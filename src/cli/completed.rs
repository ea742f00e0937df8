use serde::Serialize;

use crate::cli::task::{task_line, today, TaskListOutput, TaskView};
use crate::cli::Context;
use crate::error::{Error, Result};
use crate::output::{emit_success, HumanOutput};

#[derive(Serialize)]
struct ClearOutput {
    removed: usize,
}

pub fn run_list(ctx: &Context) -> Result<()> {
    let tasks = ctx.book.done().list_completed()?;
    let today = today();

    let header = if tasks.is_empty() {
        "No completed tasks".to_string()
    } else {
        format!("Completed tasks ({})", tasks.len())
    };
    let mut human = HumanOutput::new(header);
    for task in &tasks {
        human.push_detail(task_line(task, ctx.width(), today));
    }

    let output = TaskListOutput {
        total: tasks.len(),
        tasks: tasks.iter().map(|task| TaskView::new(task, today)).collect(),
    };
    emit_success(ctx.output, "completed list", &output, Some(&human))
}

pub fn run_restore(ctx: &Context, id: &str) -> Result<()> {
    let target = ctx.book.done().resolve(id)?;
    let task = ctx
        .book
        .done()
        .restore(&target.id)?
        .ok_or_else(|| Error::TaskNotFound(target.id.clone()))?;

    let mut human = HumanOutput::new("Task restored");
    human.push_summary("ID", task.id.clone());
    human.push_summary("Description", task.description_display(ctx.width()));
    emit_success(ctx.output, "completed restore", &task, Some(&human))
}

pub fn run_rm(ctx: &Context, id: &str) -> Result<()> {
    let target = ctx.book.done().resolve(id)?;
    let task = ctx
        .book
        .done()
        .remove(&target.id)?
        .ok_or_else(|| Error::TaskNotFound(target.id.clone()))?;

    let mut human = HumanOutput::new("Completed task deleted");
    human.push_summary("ID", task.id.clone());
    emit_success(ctx.output, "completed rm", &task, Some(&human))
}

pub fn run_clear(ctx: &Context, yes: bool) -> Result<()> {
    let count = ctx.book.done().list_completed()?.len();
    if count == 0 {
        let human = HumanOutput::new("No completed tasks to delete");
        return emit_success(
            ctx.output,
            "completed clear",
            &ClearOutput { removed: 0 },
            Some(&human),
        );
    }
    if !yes {
        return Err(Error::InvalidArgument(format!(
            "refusing to delete {count} completed tasks without --yes"
        )));
    }

    let removed = ctx.book.done().clear()?;
    let human = HumanOutput::new(format!("Deleted {removed} completed tasks"));
    emit_success(
        ctx.output,
        "completed clear",
        &ClearOutput { removed },
        Some(&human),
    )
}
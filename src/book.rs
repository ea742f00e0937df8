//! The task book: one handle over the active, completed and category
//! collections sharing a key-value backend.
//!
//! Every mutation runs under the book's in-process gate and the backend's
//! cross-process lock, so a read-modify-write never interleaves with another
//! one. Moves between the active and completed collections are two-phase:
//!
//! 1. persist the intent (`pending_key`)
//! 2. insert into the destination, unless an identical record is already there
//! 3. remove from the source
//! 4. clear the intent
//!
//! A crash after step 1 leaves the intent behind; [`TaskBook::recover`]
//! replays it, and replaying a finished move changes nothing.

use std::collections::HashSet;
use std::path::Path;
use std::sync::Arc;

use parking_lot::Mutex;
use serde::{Deserialize, Serialize};

use crate::category::CategoryStore;
use crate::config::{Config, StorageConfig};
use crate::done::DoneStore;
use crate::error::Result;
use crate::active::TaskStore;
use crate::storage::{FileStorage, KeyValueStore};
use crate::task::{decode_tasks, encode_tasks, new_task_id, Task};

/// Which way a task is moving.
#[derive(Debug, Clone, Copy, PartialEq, Eq, Serialize, Deserialize)]
#[serde(rename_all = "snake_case")]
pub enum MoveKind {
    /// Active → completed (appended)
    Complete,
    /// Completed → active (prepended)
    Restore,
}

/// An in-flight move, persisted until both collections are written.
#[derive(Debug, Clone, PartialEq, Eq, Serialize, Deserialize)]
pub struct PendingMove {
    pub kind: MoveKind,
    pub task: Task,
}

#[derive(Debug, Clone, Default, PartialEq, Eq, Serialize)]
pub struct RepairReport {
    #[serde(skip_serializing_if = "Option::is_none")]
    pub recovered: Option<PendingMove>,
    pub rekeyed: usize,
}

#[derive(Debug)]
struct BookInner {
    kv: Arc<dyn KeyValueStore>,
    config: Config,
    gate: Mutex<()>,
}

/// Shared handle to the three collections. Cloning is cheap and clones share
/// the same mutation gate.
#[derive(Debug, Clone)]
pub struct TaskBook {
    inner: Arc<BookInner>,
}

impl TaskBook {
    /// Wrap a backend without touching it.
    pub fn new(kv: impl KeyValueStore + 'static, config: Config) -> Self {
        Self::from_shared(Arc::new(kv), config)
    }

    pub fn from_shared(kv: Arc<dyn KeyValueStore>, config: Config) -> Self {
        Self {
            inner: Arc::new(BookInner {
                kv,
                config,
                gate: Mutex::new(()),
            }),
        }
    }

    /// Wrap a backend and finish any move a previous run left half done.
    pub fn open(kv: impl KeyValueStore + 'static, config: Config) -> Result<Self> {
        let book = Self::new(kv, config);
        book.recover()?;
        Ok(book)
    }

    /// Open the file-backed book in `data_dir`, reading `taskstash.toml` if present.
    pub fn open_dir(data_dir: &Path) -> Result<Self> {
        let config = Config::load_from_dir(data_dir)?;
        let storage =
            FileStorage::new(data_dir).with_lock_timeout(config.storage.lock_timeout_ms);
        Self::open(storage, config)
    }

    pub fn config(&self) -> &Config {
        &self.inner.config
    }

    pub fn keys(&self) -> &StorageConfig {
        &self.inner.config.storage
    }

    pub fn tasks(&self) -> TaskStore<'_> {
        TaskStore::new(self)
    }

    pub fn done(&self) -> DoneStore<'_> {
        DoneStore::new(self)
    }

    pub fn categories(&self) -> CategoryStore<'_> {
        CategoryStore::new(self)
    }

    /// Replay a persisted move, if one is pending.
    pub fn recover(&self) -> Result<Option<PendingMove>> {
        self.locked(|| self.recover_locked())
    }

    /// Recover, then give a fresh id to every task whose id is empty or
    /// already used by an earlier task in either collection.
    pub fn repair(&self) -> Result<RepairReport> {
        self.locked(|| {
            let recovered = self.recover_locked()?;

            let mut seen = HashSet::new();
            let mut rekeyed = 0;
            for key in [&self.keys().tasks_key, &self.keys().done_key] {
                let mut tasks = self.load_tasks(key)?;
                let mut changed = false;
                for task in &mut tasks {
                    if task.id.trim().is_empty() || seen.contains(&task.id) {
                        let fresh = new_task_id();
                        tracing::info!(
                            key = %key,
                            old = %task.id,
                            new = %fresh,
                            "re-keyed colliding task id"
                        );
                        task.id = fresh;
                        rekeyed += 1;
                        changed = true;
                    }
                    seen.insert(task.id.clone());
                }
                if changed {
                    self.store_tasks(key, &tasks)?;
                }
            }

            Ok(RepairReport { recovered, rekeyed })
        })
    }

    // =========================================================================
    // Crate-internal plumbing shared by the stores
    // =========================================================================

    /// Run `f` holding the in-process gate and the backend lock, after
    /// finishing any move an earlier failed mutation left pending.
    ///
    /// Recovering first keeps a leftover intent from being overwritten by
    /// the next move, which would strand its task in both collections.
    pub(crate) fn exclusive<R>(&self, f: impl FnOnce() -> Result<R>) -> Result<R> {
        self.locked(|| {
            self.recover_locked()?;
            f()
        })
    }

    fn locked<R>(&self, f: impl FnOnce() -> Result<R>) -> Result<R> {
        let _gate = self.inner.gate.lock();
        let _lock = self.inner.kv.lock()?;
        f()
    }

    pub(crate) fn kv(&self) -> &dyn KeyValueStore {
        self.inner.kv.as_ref()
    }

    pub(crate) fn load_tasks(&self, key: &str) -> Result<Vec<Task>> {
        let raw = self.kv().get(key)?;
        Ok(decode_tasks(key, raw.as_deref()))
    }

    pub(crate) fn store_tasks(&self, key: &str, tasks: &[Task]) -> Result<()> {
        let json = encode_tasks(tasks)?;
        self.kv().set(key, &json)?;
        tracing::debug!(key, count = tasks.len(), "persisted task collection");
        Ok(())
    }

    /// Read-modify-write one task collection. Caller holds [`Self::exclusive`].
    pub(crate) fn update_tasks<R>(
        &self,
        key: &str,
        f: impl FnOnce(&mut Vec<Task>) -> Update<R>,
    ) -> Result<R> {
        let mut tasks = self.load_tasks(key)?;
        let update = f(&mut tasks);
        if update.changed {
            self.store_tasks(key, &tasks)?;
        }
        Ok(update.value)
    }

    /// Move the task with `id` out of the source collection for `kind`.
    ///
    /// Returns `None`, writing nothing, when no such task exists.
    pub(crate) fn move_task(&self, kind: MoveKind, id: &str) -> Result<Option<Task>> {
        self.exclusive(|| {
            let source = self.load_tasks(self.source_key(kind))?;
            let Some(task) = source.into_iter().find(|task| task.id == id) else {
                return Ok(None);
            };

            let intent = PendingMove { kind, task };
            self.write_pending(Some(&intent))?;
            self.apply_move(&intent)?;
            self.write_pending(None)?;
            Ok(Some(intent.task))
        })
    }

    fn source_key(&self, kind: MoveKind) -> &str {
        match kind {
            MoveKind::Complete => &self.keys().tasks_key,
            MoveKind::Restore => &self.keys().done_key,
        }
    }

    fn destination_key(&self, kind: MoveKind) -> &str {
        match kind {
            MoveKind::Complete => &self.keys().done_key,
            MoveKind::Restore => &self.keys().tasks_key,
        }
    }

    fn apply_move(&self, intent: &PendingMove) -> Result<()> {
        let task = &intent.task;

        self.update_tasks(self.destination_key(intent.kind), |dest| {
            if dest.contains(task) {
                return Update::unchanged(());
            }
            match intent.kind {
                MoveKind::Complete => dest.push(task.clone()),
                MoveKind::Restore => dest.insert(0, task.clone()),
            }
            Update::changed(())
        })?;

        self.update_tasks(self.source_key(intent.kind), |source| {
            match source.iter().position(|candidate| candidate == task) {
                Some(pos) => {
                    source.remove(pos);
                    Update::changed(())
                }
                None => Update::unchanged(()),
            }
        })
    }

    fn recover_locked(&self) -> Result<Option<PendingMove>> {
        let Some(intent) = self.read_pending()? else {
            return Ok(None);
        };
        tracing::info!(kind = ?intent.kind, id = %intent.task.id, "replaying interrupted move");
        self.apply_move(&intent)?;
        self.write_pending(None)?;
        Ok(Some(intent))
    }

    fn read_pending(&self) -> Result<Option<PendingMove>> {
        let key = &self.keys().pending_key;
        let Some(raw) = self.kv().get(key)? else {
            return Ok(None);
        };
        if raw.trim().is_empty() {
            return Ok(None);
        }
        match serde_json::from_str::<Option<PendingMove>>(&raw) {
            Ok(pending) => Ok(pending),
            Err(err) => {
                tracing::warn!(
                    key = %key,
                    error = %err,
                    "pending move record is unreadable; ignoring it"
                );
                Ok(None)
            }
        }
    }

    fn write_pending(&self, pending: Option<&PendingMove>) -> Result<()> {
        let json = serde_json::to_string(&pending)?;
        self.kv().set(&self.keys().pending_key, &json)
    }
}

/// Result of a collection mutation: the value to return and whether the
/// collection needs to be written back.
pub(crate) struct Update<R> {
    value: R,
    changed: bool,
}

impl<R> Update<R> {
    pub(crate) fn changed(value: R) -> Self {
        Self {
            value,
            changed: true,
        }
    }

    pub(crate) fn unchanged(value: R) -> Self {
        Self {
            value,
            changed: false,
        }
    }
}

Required action:
Where the word "process" occurs in a line of the entries above, count that line, and reply with the total only.

Response to the task:
3